Throughout the castle grounds are signs and monuments to importance events during the castle's history, including several inscriptions:
- A commemorative inscription marking the third century of the Portuguese Restoration, carved on an ashlar to the right of one doorway in granite, stating: A HISTÓRIA DESTE CASTELO FOI RECORDADA COM GRATIDÃO PELOS PORTUGUESES DE 1940 (The history of the Castle was recorded with gratitude by the Portuguese of 1940);
- Ara votive inscription engraved on a copy of Roman altar, with the use of the letter U, instead of a V, with the inscription: BAND VELUGO TOIRAECO LUCIO LATEIVSBLAESUS VLAS.
- Another ara votive inscription with granite, with the writing: DEO TVERACO VOLENTI ARCIVS EPEICI BRACARVS SOLVIT LIBENS (Devoted to the benevolent god Tueracos Arcia, Son of Epeico, Bracari in payment of a vote);
- A commemorative inscription to mark the remodelling works on the castle, incised into granite that integrates a coat of arms, oval frame and gargoyles, over the door of the parade grounds, with the modern epigram O QUARTO CONDE DA FEIRA DOM DIOGO FORJAZ MANDOU FAZER ESTA E O RELÓGIO DAQUELA TORRE NA ERA DE 1562 (The 4th Count of Feira Dom Diogo Forjaz ordered this and the clock of that tower in the era of 1562).
- A modern commemorative inscription on the exterior illumination of the Castle carved in granite (decorated by four metal carnations on the corners and centred between two bombers), with the statement: AOS 13 DE JANEIRO DE 1963, FOI INAUGURADA A ILUMINAÇÃO EXTERIOR DESTE CASTELO POR SUAS EXCELÊNCIAS OS MINISTROS DAS OBRAS PÚBLICAS - ENGENHEIRO ARANTES E OLIVEIRA - E DA EDUCAÇÃO NACIONAL - PROFESSOR DOUTOR GALVÃO TELES (On 13 January 1963, was inaugurated the exterior illumination of this Castle by his Excellencies of Public Works, Engineer Arantes e Oliveira, and National Education, Professor Dr.
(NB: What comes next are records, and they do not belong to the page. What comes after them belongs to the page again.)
//! ENVELOPE mapping.

use pocketmail_mime::encoding::decode_rfc2047;
use pocketmail_mime::{Envelope, format_address, parse_date_or_now};

use super::value::Value;
use crate::{Error, Result};

/// Number of positional fields in an ENVELOPE.
const ENVELOPE_FIELDS: usize = 10;

/// Maps an ENVELOPE structure to an [`Envelope`].
///
/// Fields are date, subject, from, sender, reply-to, to, cc, bcc,
/// in-reply-to and message-id. A structure with fewer fields, or a
/// non-list where an address list belongs, is an error; callers that must
/// keep going use [`Envelope::placeholder`] instead.
pub fn parse_envelope(value: &Value) -> Result<Envelope> {
    let fields = value
        .as_list()
        .ok_or_else(|| Error::Malformed("ENVELOPE is not a list".to_string()))?;
    if fields.len() < ENVELOPE_FIELDS {
        return Err(Error::Malformed(format!(
            "ENVELOPE has {} fields, expected {ENVELOPE_FIELDS}",
            fields.len()
        )));
    }

    let date = fields[0]
        .as_text()
        .map_or_else(chrono::Utc::now, |date| parse_date_or_now(&date));

    Ok(Envelope {
        date,
        subject: fields[1]
            .as_text()
            .map(|subject| decode_rfc2047(&subject))
            .unwrap_or_default(),
        from: parse_addresses(&fields[2])?,
        sender: parse_addresses(&fields[3])?,
        reply_to: parse_addresses(&fields[4])?,
        to: parse_addresses(&fields[5])?,
        cc: parse_addresses(&fields[6])?,
        bcc: parse_addresses(&fields[7])?,
        in_reply_to: optional_text(&fields[8]),
        message_id: optional_text(&fields[9]),
    })
}

fn optional_text(value: &Value) -> Option<String> {
    value
        .as_text()
        .map(|s| s.trim().to_string())
        .filter(|s| !s.is_empty())
}

/// Maps an address list. Group start/end markers (NIL host) are skipped.
fn parse_addresses(value: &Value) -> Result<Vec<String>> {
    let entries = match value {
        Value::Nil => return Ok(Vec::new()),
        Value::List(entries) => entries,
        _ => return Err(Error::Malformed("address list is not a list".to_string())),
    };

    let mut addresses = Vec::with_capacity(entries.len());
    for entry in entries {
        let parts = entry
            .as_list()
            .filter(|parts| parts.len() >= 4)
            .ok_or_else(|| Error::Malformed("address is not a 4-tuple".to_string()))?;

        let (Some(mailbox), Some(host)) = (parts[2].as_text(), parts[3].as_text()) else {
            continue;
        };
        let name = parts[0].as_text().map(|name| decode_rfc2047(&name));
        addresses.push(format_address(name.as_deref(), &format!("{mailbox}@{host}")));
    }
    Ok(addresses)
}

#[cfg(test)]
#[allow(clippy::unwrap_used)]
mod tests {
    use chrono::{Datelike, Timelike};

    use super::*;
    use crate::parser::value::parse_value;

    const FULL: &[u8] = br#"("Mon, 7 Feb 1994 21:52:25 -0800" "=?ISO-8859-1?Q?caf=E9?=" (("Ann Smith" NIL "ann" "example.com")) ((NIL NIL "ann" "example.com")) NIL (("=?UTF-8?B?QsO2Yg==?=" NIL "bob" "example.org") (NIL NIL "cy" "example.net")) NIL NIL "<parent@example.com>" "<id1@example.com>")"#;

    #[test]
    fn test_full_envelope() {
        let envelope = parse_envelope(&parse_value(FULL).unwrap()).unwrap();

        assert_eq!(envelope.subject, "café");
        assert_eq!(envelope.from, vec!["Ann Smith <ann@example.com>"]);
        assert_eq!(envelope.sender, vec!["ann@example.com"]);
        assert!(envelope.reply_to.is_empty());
        assert_eq!(envelope.to, vec!["Böb <bob@example.org>", "cy@example.net"]);
        assert!(envelope.cc.is_empty());
        assert_eq!(envelope.in_reply_to.as_deref(), Some("<parent@example.com>"));
        assert_eq!(envelope.message_id.as_deref(), Some("<id1@example.com>"));
        assert_eq!(envelope.date.year(), 1994);
        assert_eq!(envelope.date.hour(), 5);
    }

    #[test]
    fn test_group_markers_skipped() {
        let value = parse_value(
            br#"(NIL "s" NIL NIL NIL ((NIL NIL "team" NIL) (NIL NIL "dan" "example.com") (NIL NIL NIL NIL)) NIL NIL NIL NIL)"#,
        )
        .unwrap();
        let envelope = parse_envelope(&value).unwrap();
        assert_eq!(envelope.to, vec!["dan@example.com"]);
        assert_eq!(envelope.subject, "s");
        assert!(envelope.message_id.is_none());
    }

    #[test]
    fn test_short_envelope_is_error() {
        let value = parse_value(br#"(NIL "subject" NIL NIL NIL NIL NIL NIL NIL)"#).unwrap();
        assert!(matches!(parse_envelope(&value), Err(Error::Malformed(_))));
    }

    #[test]
    fn test_wrong_types_are_errors() {
        let atom_for_list =
            parse_value(br#"(NIL "s" "ann@example.com" NIL NIL NIL NIL NIL NIL NIL)"#).unwrap();
        assert!(parse_envelope(&atom_for_list).is_err());

        let short_address =
            parse_value(br#"(NIL "s" (("Ann" NIL "ann")) NIL NIL NIL NIL NIL NIL NIL)"#).unwrap();
        assert!(parse_envelope(&short_address).is_err());

        assert!(parse_envelope(&Value::Nil).is_err());
    }
}
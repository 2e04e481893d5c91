//! Connection configuration types.

use std::time::Duration;

use serde::{Deserialize, Serialize};

/// Connection security mode.
#[derive(Debug, Clone, Copy, PartialEq, Eq, Default, Serialize, Deserialize)]
pub enum Security {
    /// No encryption. **Not recommended.**
    None,
    /// Start with plaintext, upgrade with STARTTLS/STLS.
    StartTls,
    /// TLS from the start. **Recommended.**
    #[default]
    Implicit,
}

impl Security {
    /// Returns true if the socket is wrapped in TLS before any data is exchanged.
    #[must_use]
    pub const fn is_implicit(self) -> bool {
        matches!(self, Self::Implicit)
    }
}

/// Where and how to open a line connection.
#[derive(Debug, Clone, PartialEq, Eq)]
pub struct ConnectOptions {
    /// Server hostname.
    pub host: String,
    /// Server port.
    pub port: u16,
    /// Security mode.
    pub security: Security,
    /// Connection timeout.
    pub connect_timeout: Duration,
}

impl ConnectOptions {
    /// Creates options with a 30 second connect timeout.
    #[must_use]
    pub fn new(host: impl Into<String>, port: u16, security: Security) -> Self {
        Self {
            host: host.into(),
            port,
            security,
            connect_timeout: Duration::from_secs(30),
        }
    }

    /// Sets the connection timeout.
    #[must_use]
    pub const fn connect_timeout(mut self, timeout: Duration) -> Self {
        self.connect_timeout = timeout;
        self
    }
}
Galvão Teles);
- An institutional identification plaque in metal, and screwed into the left pillar of the main gate, that provides access to the circe, stating: MINISTÉRIO DOS ASSUNTOS SOCIAIS. SECRETARIA DE ESTADO DA SEGURANÇA SOCIAL. CENTRO REGIONAL DE SEGURANÇA SOCIAL DE AVEIRO. CENTRO INFANTIL DA FEIRA (Minister of Social Issues. Secretary of State for Social Security. Regional Centre for Social Security in Aveiro. Children's Centre of Feira);
- A commemorative inscription on the chapel, carved between the doorway cornice and the ocular window in limestone: ESTA CAPELA MANDOU FAZER A CONDESSA DONA JOANA FORJAZ PEREIRA DE MENESES E SILVA 1656 (This chapel was ordered built by the Countess Dona Joana Forjaz Pereira de Meneses e Silva 1656).